В ванной всегда было тепло. В то время, когда в громадных высоких комнатах особняка стоял мозглый протабаченный холод, здесь пошипывали и брызгали искрами в печи старые заборы, откуда-то сорванные ворота и двери, обрезки балок из распадающихся домов.
В теплых облаках пара суетилась худощавая фигурка, перебегающая от бака к корыту, и красногвардейцы любили зайти погреться у “генеральши”, как называли они Евгения Павловича.
Они садились на подоконник, на края мраморной ванны и, раскуривая махорку, судачили о своих домашних делах, о родных и близких, о революции, а по ночам вполголоса рассказывали сказки.
Евгений Павлович, в казенных бутсах, в которых тонули сухие ножки, перевязанные обмотками, в рваных солдатских штанах и расстегнутой рубашке, мылил и стирал. Пена вскипала пузырями, нежно обволакивала красные, в мелких трещинках, кисти. Булькала и свистела вода, шлепалось белье.
Казалось, все как в детстве, на кухне, и монотонный голос сказочника, звучавший из опалового пара, похож был на голос кухарки Авдотьи.
Завалив в бак груду белья и оставив ее остаиваться на ночь, генерал уходил в комендантскую и, напившись кирпичной жидкости с ломтем пайковой ржани, закатывался спать.
Когда очередная партия белья бывала выстирана, Евгений Павлович долго и старательно мылся сам, причесывал ежик, надевал парадные штаны с генеральскими лампасами и серую тужурку с красными отворотами и, сгибаясь под тяжестью корзины, растаскивал белье по камерам.
Понемногу, сам не замечая, он приобрел все манеры заправской прачки.
Он критически рассматривал принимаемое белье на свет, щупал материю и уже заранее определял, какое трудное для стирки, какое легкое. С заказчиками он торговался настоящим визгливым голосом бабы-постирушки, и было странно видеть, как у этой бабы дергается и прыгает узкая серебристая бородка.
Когда его упрекали за желтизну или оставшиеся на белье пятна, генерал надувался, багровел и сердито швырял белье в заказчика, крича яростным тенорком:
— Пятна? Сами стирайте. За керенку вам, может, с крахмалом подавать! Больше вам стирать — слуга покорный.
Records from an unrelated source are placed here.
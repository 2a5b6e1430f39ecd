//! External collaborators: contour tracing and background removal
//!
//! Both services are fallible and asynchronous. Their outcome is applied to a
//! [`Design`] only on success; an empty or failed outcome leaves the design as
//! it was and produces an [`Advisory`].

use crate::artwork::Artwork;
use crate::options::DesignConfig;
use crate::types::CutShape;
use std::fmt;
use std::future::Future;

/// Resolved result of a collaborator call
#[derive(Debug, Clone, PartialEq)]
pub enum ServiceOutcome<T> {
    Success(T),
    /// The service ran but produced nothing usable
    Empty,
    Failed(String),
}

/// Replacement image returned by background removal
#[derive(Debug, Clone, PartialEq, Eq)]
pub struct ImagePayload {
    pub bytes: Vec<u8>,
    pub mime: String,
}

/// Traces the artwork and returns path data in a normalized 100×100 space
pub trait ContourService {
    fn trace(&self, artwork: &Artwork) -> impl Future<Output = ServiceOutcome<String>> + Send;
}

/// Removes the artwork background and returns a new image
pub trait BackgroundRemovalService {
    fn remove_background(
        &self,
        artwork: &Artwork,
    ) -> impl Future<Output = ServiceOutcome<ImagePayload>> + Send;
}

/// Non-fatal notice surfaced next to a quote
#[derive(Debug, Clone, PartialEq)]
pub enum Advisory {
    LowResolution { dpi: f64, recommended: f64 },
    CollaboratorFailed { service: &'static str, reason: String },
    NoResult { service: &'static str },
}

impl fmt::Display for Advisory {
    fn fmt(&self, f: &mut fmt::Formatter<'_>) -> fmt::Result {
        match self {
            Advisory::LowResolution { dpi, recommended } => write!(
                f,
                "Artwork prints at {:.0} dpi; {:.0} dpi is recommended",
                dpi, recommended
            ),
            Advisory::CollaboratorFailed { service, reason } => {
                write!(f, "{} failed: {}", service, reason)
            }
            Advisory::NoResult { service } => write!(f, "{} returned no result", service),
        }
    }
}

const CONTOUR: &str = "Contour tracing";
const BACKGROUND_REMOVAL: &str = "Background removal";

fn soft_failure<T>(service: &'static str, outcome: ServiceOutcome<T>) -> Result<T, Advisory> {
    let advisory = match outcome {
        ServiceOutcome::Success(value) => return Ok(value),
        ServiceOutcome::Empty => Advisory::NoResult { service },
        ServiceOutcome::Failed(reason) => Advisory::CollaboratorFailed { service, reason },
    };
    log::warn!("{}", advisory);
    Err(advisory)
}

/// A configuration together with its current artwork
#[derive(Debug, Clone, PartialEq)]
pub struct Design {
    pub config: DesignConfig,
    pub artwork: Option<Artwork>,
}

impl Design {
    pub fn new(config: DesignConfig, artwork: Option<Artwork>) -> Self {
        Self { config, artwork }
    }

    /// Use a traced outline as the cut line
    pub fn apply_contour(&mut self, outcome: ServiceOutcome<String>) -> Option<Advisory> {
        match soft_failure(CONTOUR, outcome) {
            Ok(path) if !path.trim().is_empty() => {
                self.config.cut_path = Some(path);
                self.config.shape = CutShape::Contour;
                None
            }
            Ok(_) => Some(Advisory::NoResult { service: CONTOUR }),
            Err(advisory) => Some(advisory),
        }
    }

    /// Swap in the cleaned-up image.
    ///
    /// A traced outline no longer matches the new image, so it is dropped.
    pub fn apply_background_removal(
        &mut self,
        outcome: ServiceOutcome<ImagePayload>,
    ) -> Option<Advisory> {
        let payload = match soft_failure(BACKGROUND_REMOVAL, outcome) {
            Ok(payload) => payload,
            Err(advisory) => return Some(advisory),
        };

        match Artwork::from_bytes(&payload.bytes, Some(&payload.mime)) {
            Ok(artwork) => {
                self.artwork = Some(artwork);
                self.config.cut_path = None;
                if self.config.shape == CutShape::Contour {
                    self.config.shape = CutShape::Rectangle;
                }
                None
            }
            Err(e) => {
                let advisory = Advisory::CollaboratorFailed {
                    service: BACKGROUND_REMOVAL,
                    reason: e.to_string(),
                };
                log::warn!("{}", advisory);
                Some(advisory)
            }
        }
    }
}

/// Trace the current artwork and apply the result
pub async fn request_contour<S: ContourService>(
    service: &S,
    design: &mut Design,
) -> Option<Advisory> {
    let outcome = match &design.artwork {
        Some(artwork) => service.trace(artwork).await,
        None => ServiceOutcome::Empty,
    };
    design.apply_contour(outcome)
}

/// Remove the current artwork's background and apply the result
pub async fn request_background_removal<S: BackgroundRemovalService>(
    service: &S,
    design: &mut Design,
) -> Option<Advisory> {
    let outcome = match &design.artwork {
        Some(artwork) => service.remove_background(artwork).await,
        None => ServiceOutcome::Empty,
    };
    design.apply_background_removal(outcome)
}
Тоже барин!
И решительно поворачивал спину ошарашенному заказчику.
Генерал даже стал замечать за собою какую-то бабью скупость и скопидомство, и оно не только не огорчало его, но, наоборот, радовало. Пользуясь по приказанию коменданта за прачечную работу двойным пайком, генерал ничего не прикупал к нему на бродячих рынках, как это делали заключенные и красногвардейцы.
Он только приобрел расписной, обитый жестью сундучок с замысловато звенящим замком, куда складывал свое парадное генеральское одеяние, и туда же, в уголок, откладывал заработанные стиркой цветные бумажки. В сундучке же бережно хранился и подарок Турки — золотой бурханчик Будды.